The lead researcher, Dr Gillespie, has stated that Bornean populations of the non-endemic species are likely to eventually be taxonomically split from others after in-depth molecular biology studies. Importantly, three previously undescribed arboreal frog species were discovered, one of which, belonging to the genus Chiromantis, is the first and only member of this genus in Borneo. The other undescribed species of frog (both belonging to the genus Philautus) were also located in the wider corridor within Keruak VJR. Specimens have been collected and sent to the Sabah Museum to be formally described and named.
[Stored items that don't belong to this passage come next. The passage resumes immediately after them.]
//! The single shared mutable structure owned by the engine: object index,
//! zones, stack, ledger, turn state, and the effect managers.
//!
//! Objects are stored by stable identifier in an index; zone and controller
//! relationships are lookups, never embedded back-pointers. External
//! callers act only through the engine's query/action API.

use std::collections::HashMap;

use rand::SeedableRng;
use rand::rngs::StdRng;

use crate::card::{CardDefinition, hero_definition};
use crate::combat::CombatChain;
use crate::ids::{CardId, ObjectId, PlayerId};
use crate::ledger::AssetLedger;
use crate::object::{Object, ObjectKind};
use crate::player::Player;
use crate::precedence::PrecedenceManager;
use crate::property::PropertyKind;
use crate::replacement::ReplacementManager;
use crate::snapshot::ObjectSnapshot;
use crate::stack::Stack;
use crate::turn::TurnState;
use crate::zone::Zone;

/// How the game ended.
#[derive(Debug, Clone, Copy, PartialEq, Eq)]
pub enum GameOutcome {
    Win { winner: PlayerId, loser: PlayerId },
    Draw,
}

/// Setup knobs for a game instance.
#[derive(Debug, Clone)]
pub struct GameConfig {
    pub starting_hand_size: usize,
    /// Action points granted to the turn-holder each action phase.
    pub action_points: u32,
    /// RNG seed for deterministic shuffles.
    pub seed: Option<u64>,
}

impl Default for GameConfig {
    fn default() -> Self {
        Self {
            starting_hand_size: 4,
            action_points: 1,
            seed: None,
        }
    }
}

/// The complete state of one game instance. Multiple instances are fully
/// independent; nothing is shared between them.
#[derive(Debug, Clone)]
pub struct GameState {
    pub config: GameConfig,
    pub players: Vec<Player>,
    pub turn_order: Vec<PlayerId>,
    objects: HashMap<ObjectId, Object>,
    /// The shared arena zone (heroes, equipment, tokens, attacks).
    pub arena: Vec<ObjectId>,
    pub stack: Stack,
    pub ledger: AssetLedger,
    pub turn: TurnState,
    pub replacements: ReplacementManager,
    pub precedence: PrecedenceManager,
    pub combat: CombatChain,
    /// Last-known-information store: snapshots of objects that have ceased
    /// to exist, keyed by their final id.
    lki: HashMap<ObjectId, ObjectSnapshot>,
    /// Sources whose continuous "look" effects are waiting to begin.
    pub pending_look_effects: Vec<ObjectId>,
    /// Sources whose "look" effects are active.
    pub active_look_effects: Vec<ObjectId>,
    pub outcome: Option<GameOutcome>,
    rng: StdRng,
}

impl GameState {
    /// Create a game with default heroes at the given starting life.
    pub fn new(names: Vec<String>, starting_life: i32) -> Self {
        Self::new_with_config(names, starting_life, GameConfig::default())
    }

    pub fn new_with_config(names: Vec<String>, starting_life: i32, config: GameConfig) -> Self {
        let player_count = names.len();
        let mut players = Vec::with_capacity(player_count);
        let mut turn_order = Vec::with_capacity(player_count);
        for (index, name) in names.into_iter().enumerate() {
            let id = PlayerId::from_index(index as u8);
            players.push(Player::new(id, name));
            turn_order.push(id);
        }

        let first_player = turn_order[0];
        let rng = match config.seed {
            Some(seed) => StdRng::seed_from_u64(seed),
            None => StdRng::from_os_rng(),
        };

        let mut game = Self {
            config,
            players,
            turn_order: turn_order.clone(),
            objects: HashMap::new(),
            arena: Vec::new(),
            stack: Stack::new(),
            ledger: AssetLedger::new(player_count),
            turn: TurnState::new(first_player),
            replacements: ReplacementManager::new(),
            precedence: PrecedenceManager::new(),
            combat: CombatChain::new(),
            lki: HashMap::new(),
            pending_look_effects: Vec::new(),
            active_look_effects: Vec::new(),
            outcome: None,
            rng,
        };

        for player_id in turn_order {
            let name = game.player(player_id).unwrap().name.clone();
            let def = hero_definition(CardId::new(), &format!("{name}'s Hero"), starting_life, 4);
            let hero = game.create_object_from_definition(&def, player_id, Zone::Arena);
            game.player_mut(player_id).unwrap().hero = Some(hero);
        }

        // Base playability rules: cards are played from hand or arsenal.
        // Playing from anywhere else takes an effect-level allowance, which
        // overrides these game-rule restrictions.
        use crate::precedence::{Directive, GovernedAction};
        for zone in [Zone::Deck, Zone::Pitch, Zone::Graveyard, Zone::Banished] {
            game.precedence.register(
                Directive::restriction(GovernedAction::PlayCard)
                    .game_rule()
                    .from_zone(zone),
            );
        }

        game
    }

    // =========================================================================
    // Players
    // =========================================================================

    pub fn player(&self, id: PlayerId) -> Option<&Player> {
        self.players.iter().find(|p| p.id == id)
    }

    pub fn player_mut(&mut self, id: PlayerId) -> Option<&mut Player> {
        self.players.iter_mut().find(|p| p.id == id)
    }

    pub fn players_in_game(&self) -> usize {
        self.players.iter().filter(|p| p.is_in_game()).count()
    }

    /// The other player in a two-player game.
    pub fn opponent(&self, player: PlayerId) -> PlayerId {
        self.turn_order
            .iter()
            .copied()
            .find(|p| *p != player)
            .unwrap_or(player)
    }

    /// Players in turn order starting from the given player.
    pub fn turn_order_from(&self, start: PlayerId) -> Vec<PlayerId> {
        let start_index = self
            .turn_order
            .iter()
            .position(|p| *p == start)
            .unwrap_or(0);
        (0..self.turn_order.len())
            .map(|i| self.turn_order[(start_index + i) % self.turn_order.len()])
            .collect()
    }

    // =========================================================================
    // Objects
    // =========================================================================

    pub fn object(&self, id: ObjectId) -> Option<&Object> {
        self.objects.get(&id)
    }

    pub fn object_mut(&mut self, id: ObjectId) -> Option<&mut Object> {
        self.objects.get_mut(&id)
    }

    pub fn object_exists(&self, id: ObjectId) -> bool {
        self.objects.contains_key(&id)
    }

    /// All objects currently in the arena, heroes included.
    pub fn objects_in_arena(&self) -> Vec<&Object> {
        self.arena
            .iter()
            .filter_map(|id| self.objects.get(id))
            .collect()
    }

    /// Create an object from a card definition and place it in a zone.
    pub fn create_object_from_definition(
        &mut self,
        def: &CardDefinition,
        owner: PlayerId,
        zone: Zone,
    ) -> ObjectId {
        let id = ObjectId::new();
        let obj = Object::from_definition(id, def, owner, zone);
        self.objects.insert(id, obj);
        self.insert_into_zone_list(id, owner, zone);
        id
    }

    /// Register an already-built object (tokens, macros, attack proxies).
    pub fn register_object(&mut self, obj: Object) -> ObjectId {
        let id = obj.id;
        let zone = obj.zone;
        let owner = obj.owner.or(obj.controller).unwrap_or(self.turn.turn_player);
        self.objects.insert(id, obj);
        self.insert_into_zone_list(id, owner, zone);
        id
    }

    fn insert_into_zone_list(&mut self, id: ObjectId, owner: PlayerId, zone: Zone) {
        match zone {
            Zone::Arena => self.arena.push(id),
            Zone::Stack => {}
            _ => {
                if let Some(list) = self
                    .player_mut(owner)
                    .and_then(|p| p.zone_list_mut(zone))
                {
                    list.push(id);
                }
            }
        }
    }

    fn remove_from_zone_list(&mut self, id: ObjectId, owner: Option<PlayerId>, zone: Zone) {
        match zone {
            Zone::Arena => self.arena.retain(|o| *o != id),
            Zone::Stack => {}
            _ => {
                if let Some(owner) = owner
                    && let Some(list) = self
                        .player_mut(owner)
                        .and_then(|p| p.zone_list_mut(zone))
                {
                    list.retain(|o| *o != id);
                }
            }
        }
    }

    /// Move an object to a new zone, maintaining zone lists and the
    /// controller axis: entering a contested zone assigns the mover's
    /// controller (defaulting to owner), leaving one clears it. Tokens,
    /// macros, and attack proxies cease to exist when they leave the arena.
    pub fn move_object(&mut self, id: ObjectId, to: Zone) -> bool {
        let Some(obj) = self.objects.get(&id) else {
            return false;
        };
        let from = obj.zone;
        let owner = obj.owner;
        let kind = obj.kind;

        if from == to {
            return false;
        }

        if kind != ObjectKind::Card && from == Zone::Arena {
            self.cease_to_exist(id);
            return true;
        }

        self.remove_from_zone_list(id, owner, from);
        let obj = self.objects.get_mut(&id).expect("object present");
        obj.zone = to;
        obj.controller = if to.is_contested() {
            obj.controller.or(obj.owner)
        } else {
            None
        };
        let owner = obj.owner.or(obj.controller).unwrap_or(self.turn.turn_player);
        self.insert_into_zone_list(id, owner, to);
        true
    }

    /// Remove an object from the game, capturing last-known information at
    /// the instant it ceases to exist.
    pub fn cease_to_exist(&mut self, id: ObjectId) {
        let Some(obj) = self.objects.get(&id) else {
            return;
        };
        let owner = obj.owner;
        let zone = obj.zone;
        let snapshot = ObjectSnapshot::capture(obj);
        self.lki.insert(id, snapshot);
        self.remove_from_zone_list(id, owner, zone);
        self.objects.remove(&id);
        self.replacements.remove_from_source(id);
        self.precedence.expire_from_source(id);
        self.pending_look_effects.retain(|o| *o != id);
        self.active_look_effects.retain(|o| *o != id);
    }

    /// Last-known information for an object that has ceased to exist.
    pub fn lki(&self, id: ObjectId) -> Option<&ObjectSnapshot> {
        self.lki.get(&id)
    }

    /// Store a pre-captured snapshot, overriding the one taken at removal.
    /// Used for simultaneous clearings, where every snapshot must reflect
    /// the state before any of them was performed.
    pub fn store_lki(&mut self, id: ObjectId, snapshot: ObjectSnapshot) {
        self.lki.insert(id, snapshot);
    }

    // =========================================================================
    // Heroes and life
    // =========================================================================

    pub fn hero_of(&self, player: PlayerId) -> Option<&Object> {
        let hero_id = self.player(player)?.hero?;
        self.object(hero_id)
    }

    /// The player's hero's modified life value.
    pub fn hero_life(&self, player: PlayerId) -> Option<u32> {
        self.hero_of(player)?.life()
    }

    /// Adjust a living object's life by a modifier delta (damage, life
    /// gain/loss). The modified value clamps at zero on read.
    pub fn adjust_life(&mut self, id: ObjectId, delta: i32) {
        if let Some(obj) = self.objects.get_mut(&id)
            && obj.has_property(PropertyKind::Life)
        {
            obj.properties
                .numeric_mut(PropertyKind::Life)
                .adjust_modifier(delta);
        }
    }

    // =========================================================================
    // Decks
    // =========================================================================

    /// Deterministically shuffle a player's deck.
    pub fn shuffle_deck(&mut self, player: PlayerId) {
        let mut rng = self.rng.clone();
        if let Some(p) = self.player_mut(player) {
            p.shuffle_deck(&mut rng);
        }
        self.rng = rng;
    }

    /// Move the top card of the deck to the player's hand. Returns the
    /// card, or `None` if the deck is empty.
    pub fn draw_one(&mut self, player: PlayerId) -> Option<ObjectId> {
        let card = self.player_mut(player)?.take_top_of_deck()?;
        if let Some(obj) = self.objects.get_mut(&card) {
            obj.zone = Zone::Hand;
        }
        self.player_mut(player)?.hand.push(card);
        Some(card)
    }

    pub fn deck_size(&self, player: PlayerId) -> usize {
        self.player(player).map(|p| p.deck.len()).unwrap_or(0)
    }
}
Many other endangered species will also benefit from this project, including the endangered Orangutan, Bornean pygmy elephant, Malayan sun bear and Proboscis monkey, in addition to 300 species of birds. The project site is also vitally important for local people who depend on tourism for their livelihoods through provision of accommodation and guiding services. The ultimate goal for all of the properties within the corridor is to include them as part of the existing Lower Kinabatangan Wildlife Sanctuary to protect a mosaic of habitats in perpetuity.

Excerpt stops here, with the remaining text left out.